Fig 3. Inference of master regulator and combination.

(A). Schema of Master Regulator analysis in lung cancer using pVIPER. (B) shows prioritized Master Regulators and (MR) (C) shows prioritized Master Regulator Pairs as significantly activated (red circle) or de-activated (blue) molecules in different lung cancer cell lines (by column). In panel (B) and (C), pVIPER infers, for each MR / MR pairs in each cell line, the enrichment of the MR’s target peptides’ in the differentially phosphorylated peptides compared to the average of all normal samples. The size and color represent the scale of enrichment. Red color represents an enrichment of substrates hyper-phosphorylation by a Master Regulator or Master Regulator Pairs. Blue color represents that of hypo-phosphorylation. A white small circle refers to no significant enrichment; red (blue) large circle represents substrates of a kinase to be significantly hyper (hypo)-phosphorylated in the corresponding cell line when compared with the average from all normal samples.

Fig 4. Experimental validation of EGFR and c-MET combination by colony formation assay.

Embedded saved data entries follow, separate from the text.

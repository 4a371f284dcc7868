// SPDX-FileCopyrightText: 2025 Caspar Water Company
//
// SPDX-License-Identifier: Apache-2.0

use std::io;

pub type Result<T> = std::result::Result<T, Error>;

/// Errors raised by paths, filesystems, providers and their streams
#[derive(Debug, thiserror::Error)]
pub enum Error {
    #[error("Path not found: {0}")]
    NotFound(String),

    /// A filesystem is already mounted under this key
    #[error("File system already exists: {0}")]
    AlreadyExists(String),

    #[error("File system not found: {0}")]
    FileSystemNotFound(String),

    /// Copy, move or exclusive create onto an existing path
    #[error("File already exists: {0}")]
    FileAlreadyExists(String),

    #[error("File system is read-only: {0}")]
    ReadOnlyFileSystem(String),

    #[error("File system is closed")]
    ClosedFileSystem,

    /// Cross-provider or cross-filesystem misuse, bad ranges, bad option sets
    #[error("Invalid argument: {0}")]
    InvalidArgument(String),

    #[error("Unsupported operation: {0}")]
    Unsupported(String),

    #[error("Invalid pattern: {0}")]
    Glob(#[from] utilities::glob::GlobError),

    #[error("Invalid pattern: {0}")]
    Regex(#[from] regex::Error),

    #[error("I/O error: {0}")]
    Io(#[from] io::Error),

    /// `next` was called on an exhausted iterator
    #[error("No more elements")]
    NoSuchElement,

    #[error("Directory iteration failed: {0}")]
    DirectoryIteration(#[source] Box<Error>),

    #[error("Channel is closed")]
    ChannelClosed,

    #[error("Stream is closed")]
    StreamClosed,

    #[error("Configuration error: {0}")]
    Config(#[from] serde_yaml_ng::Error),

    #[error("Invalid URI: {0}")]
    Url(#[from] url::ParseError),
}

impl Error {
    pub fn not_found<S: AsRef<str>>(path: S) -> Self {
        Error::NotFound(path.as_ref().to_string())
    }

    pub fn already_exists<S: AsRef<str>>(key: S) -> Self {
        Error::AlreadyExists(key.as_ref().to_string())
    }

    pub fn file_system_not_found<S: AsRef<str>>(key: S) -> Self {
        Error::FileSystemNotFound(key.as_ref().to_string())
    }

    pub fn file_already_exists<S: AsRef<str>>(path: S) -> Self {
        Error::FileAlreadyExists(path.as_ref().to_string())
    }

    pub fn read_only<S: AsRef<str>>(path: S) -> Self {
        Error::ReadOnlyFileSystem(path.as_ref().to_string())
    }

    pub fn invalid_argument<S: Into<String>>(message: S) -> Self {
        Error::InvalidArgument(message.into())
    }

    pub fn unsupported<S: Into<String>>(operation: S) -> Self {
        Error::Unsupported(operation.into())
    }

    pub fn directory_iteration(source: Error) -> Self {
        Error::DirectoryIteration(Box::new(source))
    }

    /// True for [`Error::NotFound`] and for I/O errors of kind `NotFound`.
    #[must_use]
    pub fn is_not_found(&self) -> bool {
        match self {
            Error::NotFound(_) => true,
            Error::Io(e) => e.kind() == io::ErrorKind::NotFound,
            _ => false,
        }
    }
}

/// Lets streams and channels report through `Read`/`Write`/`Seek`.
impl From<Error> for io::Error {
    fn from(e: Error) -> Self {
        match e {
            Error::Io(e) => e,
            Error::NotFound(path) => io::Error::new(io::ErrorKind::NotFound, path),
            Error::FileAlreadyExists(path) => io::Error::new(io::ErrorKind::AlreadyExists, path),
            Error::ReadOnlyFileSystem(path) => io::Error::new(io::ErrorKind::ReadOnlyFilesystem, path),
            Error::InvalidArgument(msg) => io::Error::new(io::ErrorKind::InvalidInput, msg),
            Error::Unsupported(msg) => io::Error::new(io::ErrorKind::Unsupported, msg),
            other => io::Error::other(other),
        }
    }
}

(A) Colony formation assay schema shows the image of long-term EGFR and c-MET double inhibition effects in HCC78 cell line with different treatments. (B) shows long-term colony formation data for 14 cell lines with different EGFR, BRAF and KRAS genomic mutation status.

Fig 5. MTT Assay validation of EGFR and c-MET combination.

(A). MTT assay experimental schema. (B) MTT assay of HCC78 cell line shows synergistic effects of Crizotinib and Erlotinib treatment. (C) shows short-term effects of EGFR and c-MET inhibitors’ combination index in 11 cell lines include 2 control cell lines (red).

Fig 6. Master regulating peptides in primary lung cancer samples.

EGFR and c-MET co-regulate in three scenarios (A) when their common substrates are hyperphosphorylated, the patient responds to combination treatment well; (B) when most EGFR substrates are hyper-phosphorylated, the patient responds to EGFR inhibitor; (C) when substrates of both EGFR and c-MET are mostly hypophosphorylated, the patient does not respond. (D) shows the Master Regulator and Master Regulator Pairs regulating hyper/hypo-phosphorylation of their network substrates in each primary samples. In panel (A-C), Red node represent hyper-phosphorylated, yellow node represent hypo-phosphorylated and gray represents un-differentiated phosphorylated proteins compared to average normal samples.